I struggled to carry my body, which was heavily emaciated by the powerful chemo drugs.
"I'm mentally set for the last dose," I told Dr Dave, almost in a whisper due to painful mouth sores. "No matter the madness it brings, I'll persevere," I added. Dr Dave explained he would give me a lower dose since the fifth one almost dispatched me to the grave. Some patients brave the painful journey only to die on the last chemotherapy. "I can't give up when doing the final bend to win the race," I told the doctor.
A tumour, which was lodged in my throat from mid August 2008 threatening to choke me to death as it elongated, was the destiny that connected me to this incredible stranger.Despite the grim and grave situation I was in, I told myself this was a battle I was determined to win at all cost in the best interest of my son, Kerry Muchiri.
I was diagnosed with Non-Hodgkin Lymphoma, a type of cancer that begins in the lymphatic system; which is part of the body's germ-fighting immune system, by Dr Ranjana J. Sonigra. Dr Sonigra is an Ear, Nose and Throat (ENT) specialist, as well as a head and neck consultant surgeon.
Life turned upside down
After physical, X-ray and biopsy examinations, she discovered I had a tumour that had eaten three-quarters of my throat. She told me I had less than one month to live if urgent medical measures wasn't taken.
The mass in my throat had turned my life upside down. I had lost speech. I ate little due to a razor-sharp pain when swallowing food, liquids or saliva. And my trousers had started falling off.
After the tissues from the tumour were analysed at the Aga Khan Hospital's laboratory, Dr Sonigra telephoned me and requested that I see her at her clinic. That night, for the first time in my life, I said a prayer for myself, hoping for good results.
I visited her clinic at Nairobi Women's Hospital on January 28, 2009. Although wearing a forlorn face like a judge reading a death sentence in a courtroom, Dr Sonigra in a motherly tone, delivered the devastating news I had dreaded to hear.

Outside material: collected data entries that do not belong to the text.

//! Bounded wait for result files to become visible.
//!
//! The worker writes the success marker before the last deliverable may have
//! been flushed to shared storage, so a caller about to hand out a download
//! link waits here first.

use std::time::Duration;

use tokio::time::{sleep, timeout};
use tracing::{debug, info};

use crate::artifacts::ArtifactStore;
use crate::config::ProbeConfig;

pub struct ResultAvailabilityProbe {
    store: ArtifactStore,
    config: ProbeConfig,
}

impl ResultAvailabilityProbe {
    pub fn new(store: ArtifactStore, config: ProbeConfig) -> Self {
        Self { store, config }
    }

    /// The sleeps the probe may perform, in order.
    pub fn delays(&self) -> impl Iterator<Item = Duration> + '_ {
        (0..self.config.max_retries).map(|attempt| self.config.delay_for_attempt(attempt))
    }

    /// Longest time `await_result_files` can spend sleeping.
    pub fn worst_case_wait(&self) -> Duration {
        self.delays().sum()
    }

    /// Waits until the bundle and the structured result both exist.
    ///
    /// Retries only while something suggests the files are on their way: the
    /// stage-state file says packaging, or one of the two already exists.
    /// `false` means "not yet", not failure.
    pub async fn await_result_files(&self, job_id: &str) -> bool {
        let max_retries = self.config.max_retries;
        for attempt in 0..=max_retries {
            if self.store.deliverables_present(job_id) {
                if attempt > 0 {
                    info!(job_id, attempt, "result files became available");
                }
                return true;
            }
            if attempt == max_retries || !self.files_expected(job_id) {
                break;
            }
            let delay = self.config.delay_for_attempt(attempt);
            debug!(job_id, attempt, delay_ms = delay.as_millis() as u64, "result files not visible yet");
            sleep(delay).await;
        }
        debug!(job_id, "result files unavailable, reporting still running");
        false
    }

    /// [`Self::await_result_files`] cut short after `limit`.
    pub async fn await_result_files_within(&self, job_id: &str, limit: Duration) -> bool {
        timeout(limit, self.await_result_files(job_id))
            .await
            .unwrap_or(false)
    }

    fn files_expected(&self, job_id: &str) -> bool {
        let packaging = self
            .store
            .read_stage_file(job_id)
            .found()
            .is_some_and(|file| file.is_packaging());
        let partial = self
            .store
            .inspect(job_id)
            .found()
            .is_some_and(|set| set.has_partial_deliverable());
        packaging || partial
    }
}

#[cfg(test)]
mod tests {
    use super::*;
    use crate::artifacts::testing::Fixture;
    use tokio::time::Instant;

    fn probe(fx: &Fixture) -> ResultAvailabilityProbe {
        ResultAvailabilityProbe::new(fx.store.clone(), ProbeConfig::default())
    }

    fn write_packaging_stage(fx: &Fixture, job_id: &str) {
        fx.write_raw_stage_file(job_id, r#"{"state": "running", "stage": "packaging", "timestamp": 1}"#);
    }

    #[test]
    fn default_backoff_is_bounded() {
        let fx = Fixture::new();
        let p = probe(&fx);
        let delays: Vec<u64> = p.delays().map(|d| d.as_millis() as u64).collect();
        assert_eq!(delays, vec![500, 1000, 2000, 4000, 8000, 16_000]);
        assert_eq!(p.worst_case_wait(), Duration::from_millis(31_500));
    }

    #[tokio::test(start_paused = true)]
    async fn present_files_return_immediately() {
        let fx = Fixture::new();
        fx.write_deliverables("j1");
        let start = Instant::now();
        assert!(probe(&fx).await_result_files("j1").await);
        assert_eq!(start.elapsed(), Duration::ZERO);
    }

    #[tokio::test(start_paused = true)]
    async fn no_indicator_means_no_wait() {
        let fx = Fixture::new();
        fx.touch_output("j1", "raw_results.csv");
        let start = Instant::now();
        assert!(!probe(&fx).await_result_files("j1").await);
        assert_eq!(start.elapsed(), Duration::ZERO);
    }

    #[tokio::test(start_paused = true)]
    async fn waits_for_bundle_written_during_packaging() {
        let fx = Fixture::new();
        write_packaging_stage(&fx, "j1");
        fx.write_structured_result("j1");

        let store = fx.store.clone();
        let writer = tokio::spawn(async move {
            sleep(Duration::from_secs(3)).await;
            let dir = store.job_dir("j1").unwrap();
            std::fs::write(dir.join("results.zip"), "PK").unwrap();
        });

        let start = Instant::now();
        assert!(probe(&fx).await_result_files("j1").await);
        // Checks at 0, 0.5, 1.5 and 3.5 seconds; the bundle lands at 3.
        assert_eq!(start.elapsed(), Duration::from_millis(3_500));
        writer.await.unwrap();
    }

    #[tokio::test(start_paused = true)]
    async fn gives_up_after_worst_case_wait() {
        let fx = Fixture::new();
        write_packaging_stage(&fx, "j1");
        let p = probe(&fx);

        let start = Instant::now();
        assert!(!p.await_result_files("j1").await);
        assert_eq!(start.elapsed(), p.worst_case_wait());
    }

    #[tokio::test(start_paused = true)]
    async fn one_deliverable_is_an_indicator() {
        let fx = Fixture::new();
        fx.write_bundle("j1");
        let p = ResultAvailabilityProbe::new(
            fx.store.clone(),
            ProbeConfig {
                max_retries: 2,
                base_delay_ms: 100,
            },
        );
        let start = Instant::now();
        assert!(!p.await_result_files("j1").await);
        assert_eq!(start.elapsed(), Duration::from_millis(300));
    }

    #[tokio::test(start_paused = true)]
    async fn leftover_public_result_means_no_wait() {
        let fx = Fixture::new();
        fx.write_structured_result("j1");
        let start = Instant::now();
        assert!(!probe(&fx).await_result_files("j1").await);
        assert_eq!(start.elapsed(), Duration::ZERO);
    }

    #[tokio::test(start_paused = true)]
    async fn caller_timeout_cuts_the_wait_short() {
        let fx = Fixture::new();
        write_packaging_stage(&fx, "j1");
        let start = Instant::now();
        assert!(
            !probe(&fx)
                .await_result_files_within("j1", Duration::from_secs(2))
                .await
        );
        assert_eq!(start.elapsed(), Duration::from_secs(2));
    }
}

She explained that I had Non-Hodgkin Lymphoma, a type of cancer that begins in the lymphatic system, which is part of the body's germ-fighting immunity mechanism.
I was thunderstruck, heartbroken, and numb. My life had suddenly taken a dramatic turn just a day after my son had celebrated his sixth birthday, on January 27, 2009. He had joined Class One earlier that month.
I never disclosed to any of the two doctors that the cancer had struck when I was nursing fresh and painful wounds of betrayal and a broken marriage. I was also in a deep financial hole.